The court rejected arguments that the Maryland Family Law Article allows awards of attorney’s fees to and against biological or adoptive parents only.

In rendering its decision, the court read broadly Section 12-103(a)(1) of the Family Law Article, which states that attorney’s fees may be awarded in custody, support or visitation cases involving “a child of the parties.”

The term “child” is not limited to biology or adoption, because “de facto parent status effectively elevates a third party to equal footing with biological parents for the purpose of determinations of custody and visitation,” the Court of Special Appeals stated.

“In other words, once a party is a de facto parent, his or her status in a dispute over custody or visitation is equal to that of a biological parent, adoptive parent, or other de facto parent because, as among those individuals, a court rendering a custody decision must consider only the best interest of the child, not any difference in the status of the parents,” Chief Judge Matthew J. Fader wrote for the court.

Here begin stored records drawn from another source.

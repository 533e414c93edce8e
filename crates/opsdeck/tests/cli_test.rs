//! Integration tests for the `opsdeck` CLI binary.
//!
//! These tests validate argument parsing, help output, shell completions,
//! exit codes, and offline flag management, all without a live console.
#![allow(clippy::unwrap_used)]

use assert_cmd::cargo::cargo_bin_cmd;
use predicates::prelude::*;

// ── Helpers ─────────────────────────────────────────────────────────

/// Build a [`Command`] for the `opsdeck` binary with env isolation.
///
/// Clears all `OPSDECK_*` env vars and points config directories at a
/// nonexistent path so tests never touch the user's real configuration.
fn opsdeck_cmd() -> assert_cmd::Command {
    let mut cmd = cargo_bin_cmd!("opsdeck");
    cmd.env("HOME", "/tmp/opsdeck-cli-test-nonexistent")
        .env("XDG_CONFIG_HOME", "/tmp/opsdeck-cli-test-nonexistent")
        .env_remove("OPSDECK_PROFILE")
        .env_remove("OPSDECK_CONSOLE")
        .env_remove("OPSDECK_TOKEN")
        .env_remove("OPSDECK_OUTPUT")
        .env_remove("OPSDECK_INSECURE")
        .env_remove("OPSDECK_TIMEOUT")
        .env_remove("OPSDECK_USERNAME")
        .env_remove("OPSDECK_PASSWORD");
    cmd
}

/// Same isolation, but config directories point at `dir`.
fn opsdeck_cmd_in(dir: &std::path::Path) -> assert_cmd::Command {
    let mut cmd = opsdeck_cmd();
    cmd.env("HOME", dir).env("XDG_CONFIG_HOME", dir);
    cmd
}

/// Concatenate stdout + stderr from a command output for flexible matching.
fn combined_output(output: &std::process::Output) -> String {
    let stdout = String::from_utf8_lossy(&output.stdout);
    let stderr = String::from_utf8_lossy(&output.stderr);
    format!("{stdout}{stderr}")
}

/// Minimal config with one token-auth profile named `default`.
fn write_config(dir: &std::path::Path) {
    let config_dir = dir.join("opsdeck");
    std::fs::create_dir_all(&config_dir).unwrap();
    std::fs::write(
        config_dir.join("config.toml"),
        r#"
            default_profile = "default"

            [profiles.default]
            console = "https://ops.example.com"
            token = "test-token"
        "#,
    )
    .unwrap();
}

// ── Basic invocation ────────────────────────────────────────────────

#[test]
fn test_no_args_shows_help() {
    let output = opsdeck_cmd().output().unwrap();
    assert_eq!(output.status.code(), Some(2), "Expected exit code 2");
    let text = combined_output(&output);
    assert!(
        text.contains("Usage"),
        "Expected 'Usage' in output:\n{text}"
    );
}

#[test]
fn test_help_flag() {
    opsdeck_cmd().arg("--help").assert().success().stdout(
        predicate::str::contains("operations console")
            .and(predicate::str::contains("notifications"))
            .and(predicate::str::contains("contracts"))
            .and(predicate::str::contains("rules"))
            .and(predicate::str::contains("comparisons")),
    );
}

#[test]
fn test_version_flag() {
    opsdeck_cmd()
        .arg("--version")
        .assert()
        .success()
        .stdout(predicate::str::contains("opsdeck"));
}

// ── Shell completions ───────────────────────────────────────────────

#[test]
fn test_completions_bash() {
    opsdeck_cmd()
        .args(["completions", "bash"])
        .assert()
        .success()
        .stdout(predicate::str::is_empty().not());
}

#[test]
fn test_completions_zsh() {
    opsdeck_cmd()
        .args(["completions", "zsh"])
        .assert()
        .success()
        .stdout(predicate::str::contains("#compdef"));
}

#[test]
fn test_completions_fish() {
    opsdeck_cmd()
        .args(["completions", "fish"])
        .assert()
        .success()
        .stdout(predicate::str::is_empty().not());
}

// ── Error cases and exit codes ──────────────────────────────────────

#[test]
fn test_invalid_subcommand() {
    let output = opsdeck_cmd().arg("foobar").output().unwrap();
    assert!(
        !output.status.success(),
        "Expected failure for invalid subcommand"
    );
    let text = combined_output(&output);
    assert!(
        text.contains("invalid") || text.contains("unrecognized") || text.contains("foobar"),
        "Expected error mentioning invalid subcommand:\n{text}"
    );
}

#[test]
fn test_list_without_config_exits_with_config_code() {
    let output = opsdeck_cmd()
        .args(["notifications", "list"])
        .output()
        .unwrap();
    assert_eq!(output.status.code(), Some(2), "Expected config exit code");
    let text = combined_output(&output);
    assert!(
        text.contains("Configuration") || text.contains("config"),
        "Expected config error:\n{text}"
    );
    // The error should point at the fix.
    assert!(
        text.contains("opsdeck login"),
        "Expected login hint:\n{text}"
    );
}

#[test]
fn test_list_without_credentials_exits_with_auth_code() {
    let output = opsdeck_cmd()
        .args(["--console", "https://ops.example.com", "contracts", "list"])
        .output()
        .unwrap();
    assert_eq!(output.status.code(), Some(3), "Expected auth exit code");
    let text = combined_output(&output);
    assert!(
        text.contains("credentials"),
        "Expected credentials error:\n{text}"
    );
}

#[test]
fn test_invalid_output_format() {
    let output = opsdeck_cmd()
        .args(["--output", "invalid", "notifications", "list"])
        .output()
        .unwrap();
    assert!(
        !output.status.success(),
        "Expected failure for invalid output format"
    );
    let text = combined_output(&output);
    assert!(
        text.contains("invalid")
            || text.contains("possible values")
            || text.contains("valid value"),
        "Expected error about valid output formats:\n{text}"
    );
}

#[test]
fn test_global_flags_parsing() {
    // All flags should parse correctly; the failure should be about
    // missing console config, not about argument parsing.
    let output = opsdeck_cmd()
        .args([
            "--output",
            "json",
            "--verbose",
            "--insecure",
            "--timeout",
            "60",
            "notifications",
            "list",
        ])
        .output()
        .unwrap();
    assert_eq!(output.status.code(), Some(2), "Expected config exit code");
    let text = combined_output(&output);
    assert!(
        !text.contains("Usage"),
        "Flags should have parsed cleanly:\n{text}"
    );
}

#[test]
fn test_subcommand_aliases_parse() {
    // `n ls` is `notifications list`; it must get as far as the config
    // lookup rather than dying as an unrecognized subcommand.
    let output = opsdeck_cmd().args(["n", "ls"]).output().unwrap();
    assert_eq!(output.status.code(), Some(2));
    let text = combined_output(&output);
    assert!(
        text.contains("Configuration"),
        "Expected config error, not a parse error:\n{text}"
    );
}

#[test]
fn test_comparisons_run_requires_both_systems() {
    let output = opsdeck_cmd().args(["comparisons", "run"]).output().unwrap();
    assert!(!output.status.success());
    let text = combined_output(&output);
    assert!(
        text.contains("--source") && text.contains("--target"),
        "Expected missing-argument error:\n{text}"
    );
}

// ── Subcommand help discovery ───────────────────────────────────────

#[test]
fn test_notifications_subcommands_exist() {
    opsdeck_cmd()
        .args(["notifications", "--help"])
        .assert()
        .success()
        .stdout(
            predicate::str::contains("list")
                .and(predicate::str::contains("read"))
                .and(predicate::str::contains("read-all"))
                .and(predicate::str::contains("delete")),
        );
}

#[test]
fn test_contracts_subcommands_exist() {
    opsdeck_cmd()
        .args(["contracts", "--help"])
        .assert()
        .success()
        .stdout(
            predicate::str::contains("list")
                .and(predicate::str::contains("show"))
                .and(predicate::str::contains("create"))
                .and(predicate::str::contains("edit"))
                .and(predicate::str::contains("delete")),
        );
}

#[test]
fn test_rules_subcommands_exist() {
    opsdeck_cmd()
        .args(["rules", "--help"])
        .assert()
        .success()
        .stdout(
            predicate::str::contains("list")
                .and(predicate::str::contains("create"))
                .and(predicate::str::contains("enable"))
                .and(predicate::str::contains("disable"))
                .and(predicate::str::contains("delete")),
        );
}

#[test]
fn test_comparisons_subcommands_exist() {
    opsdeck_cmd()
        .args(["comparisons", "--help"])
        .assert()
        .success()
        .stdout(
            predicate::str::contains("list")
                .and(predicate::str::contains("show"))
                .and(predicate::str::contains("run"))
                .and(predicate::str::contains("delete")),
        );
}

#[test]
fn test_flags_subcommands_exist() {
    opsdeck_cmd()
        .args(["flags", "--help"])
        .assert()
        .success()
        .stdout(predicate::str::contains("show").and(predicate::str::contains("set")));
}

// ── Offline flag management ─────────────────────────────────────────

#[test]
fn test_flags_show_without_config_uses_defaults() {
    // `flags show` works offline and renders the baked-in defaults
    // (every section on) when no config file exists.
    opsdeck_cmd()
        .args(["--output", "plain", "flags", "show"])
        .assert()
        .success()
        .stdout(
            predicate::str::contains("notifications-tray=on")
                .and(predicate::str::contains("contract-editing=on"))
                .and(predicate::str::contains("security-rules=on"))
                .and(predicate::str::contains("comparisons=on")),
        );
}

#[test]
fn test_flags_set_persists_to_profile() {
    let dir = tempfile::tempdir().unwrap();
    write_config(dir.path());

    opsdeck_cmd_in(dir.path())
        .args(["flags", "set", "contract-editing", "off"])
        .assert()
        .success();

    let saved =
        std::fs::read_to_string(dir.path().join("opsdeck").join("config.toml")).unwrap();
    assert!(
        saved.contains("contract-editing = false"),
        "Expected persisted flag in config:\n{saved}"
    );
    assert!(
        saved.contains("notifications-tray = true"),
        "Other flags should keep their values:\n{saved}"
    );

    // The change is visible to the next invocation.
    opsdeck_cmd_in(dir.path())
        .args(["--output", "plain", "flags", "show"])
        .assert()
        .success()
        .stdout(
            predicate::str::contains("contract-editing=off")
                .and(predicate::str::contains("comparisons=on")),
        );
}

#[test]
fn test_flags_set_unknown_flag_exits_with_validation_code() {
    let output = opsdeck_cmd()
        .args(["flags", "set", "bogus", "on"])
        .output()
        .unwrap();
    assert_eq!(
        output.status.code(),
        Some(6),
        "Expected validation exit code"
    );
    let text = combined_output(&output);
    assert!(
        text.contains("unknown flag") && text.contains("contract-editing"),
        "Expected the valid flag names in the error:\n{text}"
    );
}

#[test]
fn test_flags_set_without_profile_exits_with_config_code() {
    let output = opsdeck_cmd()
        .args(["flags", "set", "comparisons", "off"])
        .output()
        .unwrap();
    assert_eq!(output.status.code(), Some(2), "Expected config exit code");
    let text = combined_output(&output);
    assert!(
        text.contains("default"),
        "Expected the missing profile name:\n{text}"
    );
}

Family law attorney Ferrier R. Stillman, who was not involved in the case, said Friday that the court arrived at “the right decision” regarding the availability of attorney’s fees for de facto parents.

“That statute was written before the Court of Appeals recognized de facto parents,” Stillman said, referring to the Maryland high court’s landmark 2016 decision Conover v. Conover. “De facto parents are parents under the law and so they shouldn’t be distinguished from biological and adoptive parents.”

Stillman is with Tydings & Rosenberg LLP in Baltimore.

The Court of Special Appeals added that assessing attorney’s fees against nonparents is in keeping with the legislative intent of the Family Law Article.

To deny the assessment “would have the rather odd result of advantaging non-parents over parents in custody, visitation, and child support proceedings by (1) absolving only non-parents of financial responsibility for taking meritless positions and (2) permitting only them to take advantage of their wealth to increase the expense of the litigation for the other parties without the possibility of fee shifting,” Fader wrote. “We see no indication that the General Assembly intended to afford non-parent intervenors such a privileged position over parents.”

Fader was joined in the opinion by Judges Timothy E. Meredith and Irma S. Raker, a retired jurist sitting by special assignment.

The Court of Special Appeals rendered its decision in upholding a Baltimore City Circuit Court judge’s order that paternal grandparents pay the maternal grandmother $57,289.32 in attorney’s fees for having mounted a baseless challenge to her continued custody of their grandchild.

As evidence of the baselessness, the judge cited the contradictory statements the paternal grandmother gave in deposition before trial and during her trial testimony.

Specifically, the paternal grandmother had stated at deposition that her son was fit to have custody of the child and that the maternal grandmother – with whom the child lived and was the de facto parent – was unfit. However, at trial, the paternal grandmother testified that her son was unfit and the maternal grandmother was fit.

The paternal grandparents sought review of the ordered attorney’s fees, arguing that the order was improper under the Family Law Article because neither they nor the maternal grandmother were the child’s biological or adopted parents.

The Court of Special Appeals rejected that argument in David A. et al. v. Karen S., No. 2481, September Term 2018.